Assigned task: Look through the listing underneath for "return", and copy every line that has it.

Data provided:

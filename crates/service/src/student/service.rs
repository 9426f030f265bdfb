use std::sync::{Arc, Mutex};
use std::time::Duration;

use tracing::{debug, info, instrument};

use models::{faculty, student};

use super::domain::NewStudent;
use super::printer::{spawn_print, LineSink, PrintJob, PrintMode, TracingSink};
use super::repository::StudentRepository;
use crate::errors::ServiceError;

const DEFAULT_PRINT_DELAY: Duration = Duration::from_millis(3000);

/// Student business service independent of web framework
pub struct StudentService<R: StudentRepository + ?Sized> {
    repo: Arc<R>,
    sink: Arc<dyn LineSink>,
    print_lock: Arc<Mutex<()>>,
    print_delay: Duration,
}

impl<R: StudentRepository + ?Sized> StudentService<R> {
    pub fn new(repo: Arc<R>) -> Self {
        Self {
            repo,
            sink: Arc::new(TracingSink),
            print_lock: Arc::new(Mutex::new(())),
            print_delay: DEFAULT_PRINT_DELAY,
        }
    }

    pub fn with_print_delay(mut self, delay: Duration) -> Self {
        self.print_delay = delay;
        self
    }

    pub fn with_sink(mut self, sink: Arc<dyn LineSink>) -> Self {
        self.sink = sink;
        self
    }

    /// Persist a new student and return it with its generated id.
    ///
    /// # Examples
    /// ```
    /// use service::mock::MockSchoolRepository;
    /// use service::student::{domain::NewStudent, StudentService};
    /// use std::sync::Arc;
    /// let svc = StudentService::new(Arc::new(MockSchoolRepository::new()));
    /// let s = tokio_test::block_on(svc.create(NewStudent { name: "Harry".into(), age: 11, faculty_id: None })).unwrap();
    /// assert_eq!(s.id, 1);
    /// assert_eq!(tokio_test::block_on(svc.find(s.id)).unwrap().name, "Harry");
    /// ```
    #[instrument(skip(self, input), fields(name = %input.name))]
    pub async fn create(&self, input: NewStudent) -> Result<student::Model, ServiceError> {
        info!("Student.create was invoked");
        let s = self.repo.create(input).await?;
        debug!(student_id = s.id, "student_created");
        Ok(s)
    }

    #[instrument(skip(self))]
    pub async fn find(&self, id: i64) -> Result<student::Model, ServiceError> {
        info!("Student.find was invoked");
        self.repo.find_by_id(id).await?.ok_or_else(|| ServiceError::not_found("student"))
    }

    /// `true` when a student existed and was removed.
    #[instrument(skip(self))]
    pub async fn delete(&self, id: i64) -> Result<bool, ServiceError> {
        info!("Student.delete was invoked");
        if self.repo.find_by_id(id).await?.is_none() {
            return Ok(false);
        }
        self.repo.delete(id).await
    }

    /// Overwrite an existing student; `None` when the id is unknown.
    #[instrument(skip(self, student), fields(student_id = student.id))]
    pub async fn edit(&self, student: student::Model) -> Result<Option<student::Model>, ServiceError> {
        info!("Student.edit was invoked");
        if self.repo.find_by_id(student.id).await?.is_none() {
            return Ok(None);
        }
        self.repo.update(student).await.map(Some)
    }

    #[instrument(skip(self))]
    pub async fn by_age(&self, age: i32) -> Result<Vec<student::Model>, ServiceError> {
        info!("Student.by_age was invoked");
        self.repo.find_by_age(age).await
    }

    #[instrument(skip(self))]
    pub async fn by_age_between(&self, min: i32, max: i32) -> Result<Vec<student::Model>, ServiceError> {
        info!("Student.by_age_between was invoked");
        self.repo.find_by_age_between(min, max).await
    }

    #[instrument(skip(self))]
    pub async fn all(&self) -> Result<Vec<student::Model>, ServiceError> {
        info!("Student.all was invoked");
        self.repo.find_all().await
    }

    /// Faculty of the student, `None` if unassigned.
    #[instrument(skip(self))]
    pub async fn faculty_of(&self, id: i64) -> Result<Option<faculty::Model>, ServiceError> {
        info!("Student.faculty_of was invoked");
        let s = self.find(id).await?;
        self.repo.find_faculty(&s).await
    }

    #[instrument(skip(self))]
    pub async fn count(&self) -> Result<u64, ServiceError> {
        info!("Student.count was invoked");
        self.repo.count().await
    }

    /// Average computed by the store.
    #[instrument(skip(self))]
    pub async fn avg_age(&self) -> Result<f64, ServiceError> {
        info!("Student.avg_age was invoked");
        self.repo.avg_age().await
    }

    /// Average recomputed over all loaded rows.
    #[instrument(skip(self))]
    pub async fn average_age(&self) -> Result<f64, ServiceError> {
        info!("Student.average_age was invoked");
        let all = self.repo.find_all().await?;
        if all.is_empty() {
            return Ok(0.0);
        }
        let sum: i64 = all.iter().map(|s| i64::from(s.age)).sum();
        Ok(sum as f64 / all.len() as f64)
    }

    #[instrument(skip(self))]
    pub async fn last_five(&self) -> Result<Vec<student::Model>, ServiceError> {
        info!("Student.last_five was invoked");
        self.repo.last_five().await
    }

    /// Uppercased names beginning with `A`, sorted.
    #[instrument(skip(self))]
    pub async fn names_starting_with_a(&self) -> Result<Vec<String>, ServiceError> {
        info!("Student.names_starting_with_a was invoked");
        let mut names: Vec<String> = self
            .repo
            .find_all()
            .await?
            .into_iter()
            .map(|s| s.name.to_uppercase())
            .filter(|n| n.starts_with('A'))
            .collect();
        names.sort();
        Ok(names)
    }

    /// Print six students from two threads without coordination.
    #[instrument(skip(self))]
    pub async fn print_parallel(&self) -> Result<PrintJob, ServiceError> {
        info!("Student.print_parallel was invoked");
        self.print(PrintMode::Parallel).await
    }

    /// Same as [`Self::print_parallel`] with every write under the print lock.
    #[instrument(skip(self))]
    pub async fn print_synchronized(&self) -> Result<PrintJob, ServiceError> {
        info!("Student.print_synchronized was invoked");
        self.print(PrintMode::Synchronized).await
    }

    async fn print(&self, mode: PrintMode) -> Result<PrintJob, ServiceError> {
        let students = self.repo.find_all().await?;
        spawn_print(students, mode, self.sink.clone(), self.print_lock.clone(), self.print_delay)
    }
}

Result of this exercise:
    /// Persist a new student and return it with its generated id.
            return Ok(false);
            return Ok(None);
            return Ok(0.0);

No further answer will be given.